After locating the line with "to write report" in the data that follows, return it and every later line exactly, up to and including the line with "fn sample_report() ->".
------------------------------------------------------------------------
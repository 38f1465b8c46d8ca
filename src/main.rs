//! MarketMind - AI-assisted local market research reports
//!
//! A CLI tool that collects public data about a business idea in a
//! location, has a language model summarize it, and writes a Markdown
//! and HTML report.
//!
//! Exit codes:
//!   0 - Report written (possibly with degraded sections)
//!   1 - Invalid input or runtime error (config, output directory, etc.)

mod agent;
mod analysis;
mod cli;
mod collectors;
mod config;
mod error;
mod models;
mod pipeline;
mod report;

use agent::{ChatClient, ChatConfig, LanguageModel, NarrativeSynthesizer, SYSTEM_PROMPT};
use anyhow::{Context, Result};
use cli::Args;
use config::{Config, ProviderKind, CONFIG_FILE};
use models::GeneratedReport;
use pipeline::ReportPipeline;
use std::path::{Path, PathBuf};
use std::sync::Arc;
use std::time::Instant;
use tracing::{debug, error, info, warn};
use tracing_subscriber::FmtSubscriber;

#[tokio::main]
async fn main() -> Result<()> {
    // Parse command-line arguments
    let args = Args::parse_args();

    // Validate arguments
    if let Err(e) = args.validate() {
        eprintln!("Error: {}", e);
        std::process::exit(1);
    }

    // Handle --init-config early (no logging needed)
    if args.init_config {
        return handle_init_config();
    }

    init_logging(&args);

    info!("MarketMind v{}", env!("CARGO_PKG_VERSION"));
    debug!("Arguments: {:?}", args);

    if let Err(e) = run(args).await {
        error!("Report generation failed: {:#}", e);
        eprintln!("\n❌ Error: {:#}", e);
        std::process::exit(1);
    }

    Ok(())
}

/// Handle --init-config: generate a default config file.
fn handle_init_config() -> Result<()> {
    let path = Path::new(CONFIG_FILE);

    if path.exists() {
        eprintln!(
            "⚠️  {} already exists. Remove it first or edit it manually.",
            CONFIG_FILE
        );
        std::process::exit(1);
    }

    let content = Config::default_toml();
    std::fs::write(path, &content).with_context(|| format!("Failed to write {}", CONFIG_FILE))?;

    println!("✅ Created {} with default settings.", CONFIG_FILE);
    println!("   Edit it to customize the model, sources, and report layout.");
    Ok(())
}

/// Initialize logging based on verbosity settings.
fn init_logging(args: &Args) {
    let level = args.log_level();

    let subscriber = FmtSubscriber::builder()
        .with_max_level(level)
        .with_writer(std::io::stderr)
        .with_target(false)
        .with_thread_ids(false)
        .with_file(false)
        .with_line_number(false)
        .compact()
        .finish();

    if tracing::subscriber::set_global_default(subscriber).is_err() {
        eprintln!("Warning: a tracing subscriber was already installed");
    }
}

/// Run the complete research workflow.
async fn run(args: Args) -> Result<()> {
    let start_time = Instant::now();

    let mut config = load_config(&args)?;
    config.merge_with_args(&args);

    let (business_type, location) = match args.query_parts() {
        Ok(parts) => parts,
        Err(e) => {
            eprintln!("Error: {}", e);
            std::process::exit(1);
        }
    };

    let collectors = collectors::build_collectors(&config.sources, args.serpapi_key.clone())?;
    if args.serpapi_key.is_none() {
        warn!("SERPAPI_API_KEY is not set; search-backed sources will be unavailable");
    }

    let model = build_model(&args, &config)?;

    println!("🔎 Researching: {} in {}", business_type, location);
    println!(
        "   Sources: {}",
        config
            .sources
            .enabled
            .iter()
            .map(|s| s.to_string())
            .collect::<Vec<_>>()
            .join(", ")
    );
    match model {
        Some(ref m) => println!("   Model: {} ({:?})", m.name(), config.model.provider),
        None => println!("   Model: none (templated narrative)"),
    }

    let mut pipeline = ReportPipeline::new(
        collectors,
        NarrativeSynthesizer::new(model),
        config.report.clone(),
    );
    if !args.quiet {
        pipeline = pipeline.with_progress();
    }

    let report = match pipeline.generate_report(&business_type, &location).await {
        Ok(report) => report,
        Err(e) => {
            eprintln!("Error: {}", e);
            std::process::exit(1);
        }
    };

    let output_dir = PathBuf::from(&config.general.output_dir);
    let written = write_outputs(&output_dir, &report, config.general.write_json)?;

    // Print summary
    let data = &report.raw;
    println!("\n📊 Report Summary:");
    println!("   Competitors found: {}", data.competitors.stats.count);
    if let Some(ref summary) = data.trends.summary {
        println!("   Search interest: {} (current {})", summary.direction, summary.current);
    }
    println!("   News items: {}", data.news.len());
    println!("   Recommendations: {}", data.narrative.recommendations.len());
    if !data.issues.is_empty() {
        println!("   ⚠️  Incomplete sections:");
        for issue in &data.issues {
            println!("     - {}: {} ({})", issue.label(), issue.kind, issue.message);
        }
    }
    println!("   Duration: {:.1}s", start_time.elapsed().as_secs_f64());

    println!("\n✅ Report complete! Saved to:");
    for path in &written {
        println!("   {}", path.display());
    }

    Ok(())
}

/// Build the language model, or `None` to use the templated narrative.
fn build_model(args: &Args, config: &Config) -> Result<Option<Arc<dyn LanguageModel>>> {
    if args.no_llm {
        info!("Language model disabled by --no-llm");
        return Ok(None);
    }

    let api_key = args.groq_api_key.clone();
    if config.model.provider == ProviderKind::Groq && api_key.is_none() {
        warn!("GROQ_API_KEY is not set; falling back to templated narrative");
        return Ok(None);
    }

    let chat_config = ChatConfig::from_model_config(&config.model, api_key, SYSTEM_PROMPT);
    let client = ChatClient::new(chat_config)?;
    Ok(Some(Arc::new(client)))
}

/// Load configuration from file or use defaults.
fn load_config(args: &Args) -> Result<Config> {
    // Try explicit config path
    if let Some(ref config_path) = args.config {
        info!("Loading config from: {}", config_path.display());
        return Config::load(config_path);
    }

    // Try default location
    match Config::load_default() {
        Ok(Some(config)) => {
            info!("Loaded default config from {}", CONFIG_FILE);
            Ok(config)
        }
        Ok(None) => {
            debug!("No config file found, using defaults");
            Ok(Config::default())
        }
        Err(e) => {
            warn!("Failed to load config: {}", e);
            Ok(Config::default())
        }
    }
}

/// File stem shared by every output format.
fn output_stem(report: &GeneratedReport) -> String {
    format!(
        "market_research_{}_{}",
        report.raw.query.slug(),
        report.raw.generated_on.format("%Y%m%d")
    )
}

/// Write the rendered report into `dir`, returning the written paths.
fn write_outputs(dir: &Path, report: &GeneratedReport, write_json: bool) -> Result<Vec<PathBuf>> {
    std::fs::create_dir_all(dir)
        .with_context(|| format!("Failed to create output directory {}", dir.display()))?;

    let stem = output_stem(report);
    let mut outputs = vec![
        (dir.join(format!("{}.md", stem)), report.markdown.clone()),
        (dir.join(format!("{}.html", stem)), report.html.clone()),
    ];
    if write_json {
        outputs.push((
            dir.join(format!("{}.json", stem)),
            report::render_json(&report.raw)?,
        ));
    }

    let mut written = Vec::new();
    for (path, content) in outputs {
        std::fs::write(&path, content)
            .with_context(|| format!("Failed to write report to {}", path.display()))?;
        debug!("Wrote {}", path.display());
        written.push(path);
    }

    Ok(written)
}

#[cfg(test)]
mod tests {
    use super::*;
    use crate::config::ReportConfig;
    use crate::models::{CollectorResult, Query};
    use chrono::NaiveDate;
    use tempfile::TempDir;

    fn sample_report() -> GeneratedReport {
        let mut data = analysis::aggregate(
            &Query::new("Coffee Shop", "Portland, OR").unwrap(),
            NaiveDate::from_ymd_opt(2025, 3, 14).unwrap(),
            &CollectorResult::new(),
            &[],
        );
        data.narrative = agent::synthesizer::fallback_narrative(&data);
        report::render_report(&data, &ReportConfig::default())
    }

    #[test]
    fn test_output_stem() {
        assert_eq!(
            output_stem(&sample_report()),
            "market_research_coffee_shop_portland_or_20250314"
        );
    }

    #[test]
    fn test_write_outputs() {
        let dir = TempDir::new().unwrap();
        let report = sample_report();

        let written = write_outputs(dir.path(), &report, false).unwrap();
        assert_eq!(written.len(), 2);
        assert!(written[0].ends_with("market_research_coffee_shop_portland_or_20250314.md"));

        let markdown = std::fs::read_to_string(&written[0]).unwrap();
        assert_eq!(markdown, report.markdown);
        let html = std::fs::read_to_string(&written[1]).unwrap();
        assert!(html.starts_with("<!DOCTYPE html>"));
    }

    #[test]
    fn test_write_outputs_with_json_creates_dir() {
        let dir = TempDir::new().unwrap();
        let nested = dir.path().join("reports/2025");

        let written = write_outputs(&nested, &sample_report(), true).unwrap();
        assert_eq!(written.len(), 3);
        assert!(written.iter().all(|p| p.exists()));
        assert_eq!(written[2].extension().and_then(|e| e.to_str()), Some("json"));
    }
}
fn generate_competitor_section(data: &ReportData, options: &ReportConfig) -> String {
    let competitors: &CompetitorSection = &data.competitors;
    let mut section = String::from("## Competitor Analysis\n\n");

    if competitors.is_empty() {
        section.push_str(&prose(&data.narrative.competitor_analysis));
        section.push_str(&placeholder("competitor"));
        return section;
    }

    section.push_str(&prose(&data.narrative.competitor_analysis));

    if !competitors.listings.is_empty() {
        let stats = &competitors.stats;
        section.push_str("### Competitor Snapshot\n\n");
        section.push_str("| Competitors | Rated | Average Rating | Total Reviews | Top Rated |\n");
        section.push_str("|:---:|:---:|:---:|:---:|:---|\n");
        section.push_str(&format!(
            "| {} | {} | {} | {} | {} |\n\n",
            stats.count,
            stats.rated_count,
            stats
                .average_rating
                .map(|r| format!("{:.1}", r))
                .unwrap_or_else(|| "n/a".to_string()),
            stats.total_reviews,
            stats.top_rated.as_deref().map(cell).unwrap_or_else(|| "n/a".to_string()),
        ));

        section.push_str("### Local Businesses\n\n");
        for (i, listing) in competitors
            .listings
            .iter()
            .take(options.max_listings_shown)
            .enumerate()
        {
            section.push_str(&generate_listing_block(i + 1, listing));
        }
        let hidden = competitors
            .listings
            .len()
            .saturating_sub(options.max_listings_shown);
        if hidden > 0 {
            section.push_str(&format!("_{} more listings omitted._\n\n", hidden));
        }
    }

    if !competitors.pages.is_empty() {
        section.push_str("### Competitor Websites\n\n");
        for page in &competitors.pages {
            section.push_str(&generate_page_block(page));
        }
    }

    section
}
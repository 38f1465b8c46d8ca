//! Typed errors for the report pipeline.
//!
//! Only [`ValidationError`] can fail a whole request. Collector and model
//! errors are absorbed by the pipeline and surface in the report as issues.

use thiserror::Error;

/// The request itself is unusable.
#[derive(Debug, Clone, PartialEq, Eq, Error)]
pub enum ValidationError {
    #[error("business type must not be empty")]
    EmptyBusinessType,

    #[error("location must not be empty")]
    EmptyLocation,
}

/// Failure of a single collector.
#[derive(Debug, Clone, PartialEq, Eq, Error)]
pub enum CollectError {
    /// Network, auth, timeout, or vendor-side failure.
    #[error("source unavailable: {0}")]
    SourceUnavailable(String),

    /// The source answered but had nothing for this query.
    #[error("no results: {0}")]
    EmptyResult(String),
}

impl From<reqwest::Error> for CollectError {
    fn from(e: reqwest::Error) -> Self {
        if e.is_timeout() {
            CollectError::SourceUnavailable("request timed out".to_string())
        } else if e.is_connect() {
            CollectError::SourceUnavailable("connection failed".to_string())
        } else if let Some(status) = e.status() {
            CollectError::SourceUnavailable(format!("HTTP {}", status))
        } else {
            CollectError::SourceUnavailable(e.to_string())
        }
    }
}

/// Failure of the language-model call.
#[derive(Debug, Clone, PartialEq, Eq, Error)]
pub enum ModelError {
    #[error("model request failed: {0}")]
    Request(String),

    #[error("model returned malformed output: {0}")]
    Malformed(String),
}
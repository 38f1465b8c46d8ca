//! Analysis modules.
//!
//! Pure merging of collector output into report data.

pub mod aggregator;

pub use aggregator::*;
------------------------------------------------------------------------
▶ _Response to the task_
            .with_context(|| format!("Failed to write report to {}", path.display()))?;
        debug!("Wrote {}", path.display());
        written.push(path);
    }

    Ok(written)
}

#[cfg(test)]
mod tests {
    use super::*;
    use crate::config::ReportConfig;
    use crate::models::{CollectorResult, Query};
    use chrono::NaiveDate;
    use tempfile::TempDir;

    fn sample_report() -> GeneratedReport {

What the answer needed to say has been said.